Amidst the COP21 UN Climate Change Conference, numerous cities announced questionably large goals to reduce carbon emissions. However, Oslo, Stockholm, Amsterdam, and Madrid, have backed their goals with concrete plans for extreme traffic regulation, ranging from a car-free city center in Oslo to free public transportation in Madrid.

Oslo's City Center to Be Car-Free by 2019

On October 19th, Oslo’s newly elected city council announced plans to turn the city center, within Ring 1, car-free by 2019. To do so, at least 37 miles of bicycle infrastructure will be established and protected, and all interfering or free parking spaces will be removed. 

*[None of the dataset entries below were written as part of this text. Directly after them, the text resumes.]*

use serde::{Deserialize, Serialize};

/// Database configuration
#[derive(Debug, Clone, Serialize, Deserialize)]
pub struct DbConfig {
    pub url: String,
    #[serde(default = "default_max_connections")]
    pub max_connections: u32,
}

fn default_max_connections() -> u32 {
    10
}

/// Where uploaded recipe images live and how they are exposed
#[derive(Debug, Clone, Serialize, Deserialize)]
pub struct MediaConfig {
    pub root_dir: String,
    /// Public path the media directory is served under (default: /media)
    #[serde(default = "default_url_prefix")]
    pub url_prefix: String,
    /// Upper bound for an upload request body in bytes (default: 10 MiB)
    #[serde(default = "default_max_upload_bytes")]
    pub max_upload_bytes: usize,
}

fn default_url_prefix() -> String {
    "/media".to_string()
}

fn default_max_upload_bytes() -> usize {
    10 * 1024 * 1024
}

/// Superuser to seed on startup
#[derive(Debug, Clone, Serialize, Deserialize)]
pub struct InitialSuperuserConfig {
    pub username: String,
    pub email: String,
    pub password: String,
}

/// Auth configuration
#[derive(Debug, Clone, Serialize, Deserialize)]
pub struct AuthConfig {
    /// Token lifetime in days. Tokens never expire when unset.
    pub token_ttl_days: Option<i64>,
    /// How often expired tokens are purged in seconds (default: 3600)
    #[serde(default = "default_sweep_interval")]
    pub sweep_interval_secs: u64,
    pub initial_superuser: Option<InitialSuperuserConfig>,
}

fn default_sweep_interval() -> u64 {
    3600
}

/// Longest accepted token lifetime, roughly a century
pub const MAX_TOKEN_TTL_DAYS: i64 = 36_500;

impl Default for AuthConfig {
    fn default() -> Self {
        Self {
            token_ttl_days: None,
            sweep_interval_secs: default_sweep_interval(),
            initial_superuser: None,
        }
    }
}

/// Server configuration - loaded from YAML
#[derive(Debug, Clone, Serialize, Deserialize)]
pub struct ServerConfig {
    pub listen: String, // "0.0.0.0:8080"
    pub db: DbConfig,
    pub media: MediaConfig,
    #[serde(default)]
    pub auth: AuthConfig,
}

impl ServerConfig {
    /// Reject values that would break request handling later on
    pub fn validate(&self) -> anyhow::Result<()> {
        if let Some(days) = self.auth.token_ttl_days {
            anyhow::ensure!(
                (1..=MAX_TOKEN_TTL_DAYS).contains(&days),
                "auth.token_ttl_days must be between 1 and {}, got {}",
                MAX_TOKEN_TTL_DAYS,
                days
            );
        }
        anyhow::ensure!(
            self.auth.sweep_interval_secs > 0,
            "auth.sweep_interval_secs must be positive"
        );
        Ok(())
    }
}

/// Load server config from a YAML file with PANTRY__ env var overrides.
pub fn load_config(path: &str) -> anyhow::Result<ServerConfig> {
    use anyhow::Context;
    let config: ServerConfig = config::Config::builder()
        .add_source(config::File::new(path, config::FileFormat::Yaml))
        .add_source(
            config::Environment::with_prefix("PANTRY")
                .prefix_separator("__")
                .separator("__"),
        )
        .build()
        .with_context(|| format!("Failed to build config from: {}", path))?
        .try_deserialize()
        .with_context(|| format!("Failed to deserialize config from: {}", path))?;
    config
        .validate()
        .with_context(|| format!("Invalid config in: {}", path))?;
    Ok(config)
}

The plan will also include a new metro tunnel and end the extension of E18 to the west. Lastly, motorists will be charged a rush hour fee. Through these bold implementations, the city hopes to halve emissions by 2020 and remove 95 percent of emissions by 2030, as AN covered here. As a first step, the City of Oslo will stop all its investments in companies that produce fossil fuel energy.

Stockholm Royal Seaport to Be Fossil Fuel Free by 2040

Since 1990, the City of Stockholm has lowered emissions by 44 percent, despite being one of the fastest growing cities in Europe. Recently, Stockholm announced a goal to be fossil fuel free by 2040. Stockholm is one of three finalists in the Sustainable Communities category of the C40 Cities Awards. Stockholm's recognized project, Stockholm Royal Seaport, is one of Europe's largest urban development areas and aims to limit carbon dioxide emission below 3,000 pounds per person by 2020. By 2040, Stockholm Royal Seaport is expected to house 12,000 new residential units and 35,000 workspaces, in addition to becoming fossil fuel free.

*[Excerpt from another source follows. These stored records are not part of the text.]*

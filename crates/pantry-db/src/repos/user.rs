use anyhow::{Context, Result};
use chrono::{DateTime, Utc};
use sqlx::PgPool;

const USER_COLUMNS: &str = "id, username, email, name, password_hash, is_active, is_staff, is_superuser, created_at, last_login_at";

#[derive(Debug, Clone, sqlx::FromRow)]
pub struct UserRow {
    pub id: i64,
    pub username: String,
    pub email: String,
    pub name: String,
    pub password_hash: String,
    pub is_active: bool,
    pub is_staff: bool,
    pub is_superuser: bool,
    pub created_at: DateTime<Utc>,
    pub last_login_at: Option<DateTime<Utc>>,
}

/// Insert payload. Email must already be normalized and the password hashed.
#[derive(Debug, Clone)]
pub struct NewUser<'a> {
    pub username: &'a str,
    pub email: &'a str,
    pub name: &'a str,
    pub password_hash: &'a str,
    pub is_staff: bool,
    pub is_superuser: bool,
}

/// Self-service profile changes; `None` leaves the column untouched.
#[derive(Debug, Clone, Default)]
pub struct ProfileChanges<'a> {
    pub username: Option<&'a str>,
    pub email: Option<&'a str>,
    pub name: Option<&'a str>,
    pub password_hash: Option<&'a str>,
}

/// Staff-managed changes; `None` leaves the column untouched.
#[derive(Debug, Clone, Default)]
pub struct UserFlags<'a> {
    pub name: Option<&'a str>,
    pub is_active: Option<bool>,
    pub is_staff: Option<bool>,
    pub is_superuser: Option<bool>,
}

pub struct UserRepo;

impl UserRepo {
    pub async fn create(pool: &PgPool, user: &NewUser<'_>) -> Result<UserRow> {
        let row = sqlx::query_as::<_, UserRow>(&format!(
            r#"INSERT INTO "user" (username, email, name, password_hash, is_staff, is_superuser)
               VALUES ($1, $2, $3, $4, $5, $6)
               RETURNING {}"#,
            USER_COLUMNS
        ))
        .bind(user.username)
        .bind(user.email)
        .bind(user.name)
        .bind(user.password_hash)
        .bind(user.is_staff)
        .bind(user.is_superuser)
        .fetch_one(pool)
        .await
        .context("Failed to create user")?;
        Ok(row)
    }

    pub async fn get_by_id(pool: &PgPool, id: i64) -> Result<Option<UserRow>> {
        let row = sqlx::query_as::<_, UserRow>(&format!(
            r#"SELECT {} FROM "user" WHERE id = $1"#,
            USER_COLUMNS
        ))
        .bind(id)
        .fetch_optional(pool)
        .await
        .context("Failed to get user by id")?;
        Ok(row)
    }

    pub async fn get_by_email(pool: &PgPool, email: &str) -> Result<Option<UserRow>> {
        let row = sqlx::query_as::<_, UserRow>(&format!(
            r#"SELECT {} FROM "user" WHERE email = $1"#,
            USER_COLUMNS
        ))
        .bind(email)
        .fetch_optional(pool)
        .await
        .context("Failed to get user by email")?;
        Ok(row)
    }

    pub async fn get_by_username(pool: &PgPool, username: &str) -> Result<Option<UserRow>> {
        let row = sqlx::query_as::<_, UserRow>(&format!(
            r#"SELECT {} FROM "user" WHERE username = $1"#,
            USER_COLUMNS
        ))
        .bind(username)
        .fetch_optional(pool)
        .await
        .context("Failed to get user by username")?;
        Ok(row)
    }

    /// Look a user up by login identifier: an exact username match wins over
    /// an email match.
    pub async fn get_by_login(
        pool: &PgPool,
        username: &str,
        normalized_email: &str,
    ) -> Result<Option<UserRow>> {
        let row = sqlx::query_as::<_, UserRow>(&format!(
            r#"SELECT {} FROM "user" WHERE username = $1 OR email = $2
               ORDER BY (username = $1) DESC LIMIT 1"#,
            USER_COLUMNS
        ))
        .bind(username)
        .bind(normalized_email)
        .fetch_optional(pool)
        .await
        .context("Failed to get user by login")?;
        Ok(row)
    }

    pub async fn touch_last_login(pool: &PgPool, id: i64) -> Result<()> {
        sqlx::query(r#"UPDATE "user" SET last_login_at = NOW() WHERE id = $1"#)
            .bind(id)
            .execute(pool)
            .await
            .context("Failed to update last_login_at")?;
        Ok(())
    }

    pub async fn update_profile(
        pool: &PgPool,
        id: i64,
        changes: &ProfileChanges<'_>,
    ) -> Result<Option<UserRow>> {
        let row = sqlx::query_as::<_, UserRow>(&format!(
            r#"UPDATE "user" SET
                 username = COALESCE($2, username),
                 email = COALESCE($3, email),
                 name = COALESCE($4, name),
                 password_hash = COALESCE($5, password_hash)
               WHERE id = $1
               RETURNING {}"#,
            USER_COLUMNS
        ))
        .bind(id)
        .bind(changes.username)
        .bind(changes.email)
        .bind(changes.name)
        .bind(changes.password_hash)
        .fetch_optional(pool)
        .await
        .context("Failed to update user profile")?;
        Ok(row)
    }

    pub async fn update_flags(
        pool: &PgPool,
        id: i64,
        flags: &UserFlags<'_>,
    ) -> Result<Option<UserRow>> {
        let row = sqlx::query_as::<_, UserRow>(&format!(
            r#"UPDATE "user" SET
                 name = COALESCE($2, name),
                 is_active = COALESCE($3, is_active),
                 is_staff = COALESCE($4, is_staff),
                 is_superuser = COALESCE($5, is_superuser)
               WHERE id = $1
               RETURNING {}"#,
            USER_COLUMNS
        ))
        .bind(id)
        .bind(flags.name)
        .bind(flags.is_active)
        .bind(flags.is_staff)
        .bind(flags.is_superuser)
        .fetch_optional(pool)
        .await
        .context("Failed to update user flags")?;
        Ok(row)
    }

    pub async fn list(pool: &PgPool, limit: i64, offset: i64) -> Result<Vec<UserRow>> {
        let rows = sqlx::query_as::<_, UserRow>(&format!(
            r#"SELECT {} FROM "user" ORDER BY id LIMIT $1 OFFSET $2"#,
            USER_COLUMNS
        ))
        .bind(limit)
        .bind(offset)
        .fetch_all(pool)
        .await
        .context("Failed to list users")?;
        Ok(rows)
    }

    pub async fn count(pool: &PgPool) -> Result<i64> {
        let count: (i64,) = sqlx::query_as(r#"SELECT COUNT(*) FROM "user""#)
            .fetch_one(pool)
            .await
            .context("Failed to count users")?;
        Ok(count.0)
    }
}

Amsterdam to Prioritize Local Traffic at the City Center

Earlier this year, the Amsterdam city council agreed on a new design for Muntplein Square, but recent studies reveal traffic in the city center should be limited even further. A car number plate analysis revealed that 20 percent of motorized traffic in the city center is to access surrounding areas, 15 percent is to access areas further outside the city, and 30 percent are just circulating—taxis looking for customers or people in search of parking. The city council therefore agreed to implement further traffic limitations. The new plan will direct unnecessary traffic in the city center to outside roads and prioritize local traffic, creating more space for pedestrians and cyclists. Taxis will experience the largest extension in travel time—roughly six minutes per vehicle each week. Residents and commercial vehicles will have an additional two to three minutes of travel time each week. Although the city council has agreed upon rerouting city center traffic, they will not vote until 2016. If approved, the plan will be implemented before the end of the year.

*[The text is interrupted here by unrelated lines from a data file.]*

use crate::accounts::{self, AccountError, NewAccount};
use crate::auth::{
    generate_auth_token, token_expiry, token_prefix, verify_dummy_password, verify_password,
};
use crate::state::AppState;
use crate::web::api::middleware::AuthUser;
use crate::web::api::{
    ApiJson, ValidJson, error_response, field_error, internal_error, not_found,
};
use axum::{
    Json,
    extract::State,
    http::StatusCode,
    response::{IntoResponse, Response},
};
use chrono::Utc;
use pantry_common::models::user::{
    RegisterRequest, ReplaceProfileRequest, TokenRequest, TokenResponse, UpdateProfileRequest,
    UserProfile,
};
use pantry_common::validation::normalize_email;
use pantry_db::{AuthTokenRepo, UserRepo, UserRow};
use std::sync::Arc;

const BAD_CREDENTIALS: &str = "Unable to authenticate with provided credentials.";

fn profile(user: &UserRow) -> UserProfile {
    UserProfile {
        id: user.id,
        username: user.username.clone(),
        email: user.email.clone(),
        name: user.name.clone(),
    }
}

fn account_error(e: AccountError) -> Response {
    match e {
        AccountError::Internal(e) => internal_error("Account operation failed", &e),
        other => {
            let field = other.field().unwrap_or("non_field_errors");
            let message = match &other {
                AccountError::Validation { message, .. } => message.clone(),
                _ => other.to_string(),
            };
            field_error(field, message)
        }
    }
}

/// POST /api/user/create - Register a new user
#[tracing::instrument(skip(state, req))]
pub async fn register(
    State(state): State<Arc<AppState>>,
    ValidJson(req): ValidJson<RegisterRequest>,
) -> impl IntoResponse {
    let account = NewAccount {
        username: &req.username,
        email: &req.email,
        password: &req.password,
        name: &req.name,
    };

    match accounts::create_user(&state.pool, &account).await {
        Ok(user) => {
            tracing::info!("Registered user {}", user.id);
            (StatusCode::CREATED, Json(profile(&user))).into_response()
        }
        Err(e) => account_error(e),
    }
}

/// POST /api/user/token - Exchange credentials for a new auth token
#[tracing::instrument(skip(state, req))]
pub async fn issue_token(
    State(state): State<Arc<AppState>>,
    ApiJson(req): ApiJson<TokenRequest>,
) -> impl IntoResponse {
    let identifier = match req.identifier() {
        Some(id) if !req.password.is_empty() => id.to_string(),
        _ => return error_response(StatusCode::BAD_REQUEST, BAD_CREDENTIALS),
    };

    let user = match UserRepo::get_by_login(&state.pool, &identifier, &normalize_email(&identifier))
        .await
    {
        Ok(Some(u)) => u,
        Ok(None) => {
            verify_dummy_password(&req.password);
            return error_response(StatusCode::BAD_REQUEST, BAD_CREDENTIALS);
        }
        Err(e) => return internal_error("Failed to look up user", &e),
    };

    match verify_password(&req.password, &user.password_hash) {
        Ok(true) => {}
        Ok(false) => return error_response(StatusCode::BAD_REQUEST, BAD_CREDENTIALS),
        Err(e) => {
            tracing::warn!("Stored password hash for user {} is unusable: {:#}", user.id, e);
            return error_response(StatusCode::BAD_REQUEST, BAD_CREDENTIALS);
        }
    }

    if !user.is_active {
        return error_response(StatusCode::BAD_REQUEST, BAD_CREDENTIALS);
    }

    let expires_at = match token_expiry(Utc::now(), state.config.auth.token_ttl_days) {
        Ok(at) => at,
        Err(e) => return internal_error("Failed to compute token expiry", &e),
    };
    let (raw_token, token_hash) = generate_auth_token();

    if let Err(e) = AuthTokenRepo::create(
        &state.pool,
        &token_hash,
        user.id,
        token_prefix(&raw_token),
        expires_at,
    )
    .await
    {
        return internal_error("Failed to store auth token", &e);
    }

    if let Err(e) = UserRepo::touch_last_login(&state.pool, user.id).await {
        tracing::warn!("Failed to update last_login_at: {:#}", e);
    }

    Json(TokenResponse { token: raw_token }).into_response()
}

/// DELETE /api/user/token - Revoke the token used for this request
#[tracing::instrument(skip(state, auth))]
pub async fn revoke_token(
    State(state): State<Arc<AppState>>,
    auth: AuthUser,
) -> impl IntoResponse {
    match AuthTokenRepo::delete(&state.pool, &auth.token_hash).await {
        Ok(_) => StatusCode::NO_CONTENT.into_response(),
        Err(e) => internal_error("Failed to revoke auth token", &e),
    }
}

/// GET /api/user/me - Current user's profile
#[tracing::instrument(skip(auth))]
pub async fn get_me(auth: AuthUser) -> impl IntoResponse {
    Json(profile(&auth.user))
}

/// PATCH /api/user/me - Update some profile fields
#[tracing::instrument(skip(state, auth, req))]
pub async fn patch_me(
    State(state): State<Arc<AppState>>,
    auth: AuthUser,
    ValidJson(req): ValidJson<UpdateProfileRequest>,
) -> impl IntoResponse {
    save_profile(&state, &auth, &req).await
}

/// PUT /api/user/me - Replace the profile
#[tracing::instrument(skip(state, auth, req))]
pub async fn put_me(
    State(state): State<Arc<AppState>>,
    auth: AuthUser,
    ValidJson(req): ValidJson<ReplaceProfileRequest>,
) -> impl IntoResponse {
    save_profile(&state, &auth, &UpdateProfileRequest::from(req)).await
}

async fn save_profile(state: &AppState, auth: &AuthUser, req: &UpdateProfileRequest) -> Response {
    match accounts::update_profile(&state.pool, auth.user_id(), req).await {
        Ok(Some(user)) => Json(profile(&user)).into_response(),
        Ok(None) => not_found(),
        Err(e) => account_error(e),
    }
}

Madrid to Monitor Air Quality With Strict Traffic Regulations

This year, Madrid received an F, 58 percent, in the Soot Free Cities rankings, and later announced plans to enact some of the most rigorous anti-pollution laws in the world. On days when air quality falls below a designated threshold, half of cars will be banned from the roads, drastic speed limits will be implemented, and public transportation will be free. According to El Pais, these measures would have a daily cost of $2 million, and if monthly and annual transit pass users are refunded for the day, the daily cost would rise to $4.4 million.   Although these numbers are dreading to a city swamped in financial crisis, studies reveal the city’s pollution is responsible for 2000 premature deaths per year, and therefore the matter must be addressed. If these four plans are approved and successfully implemented, their measures may become a pattern across the globe.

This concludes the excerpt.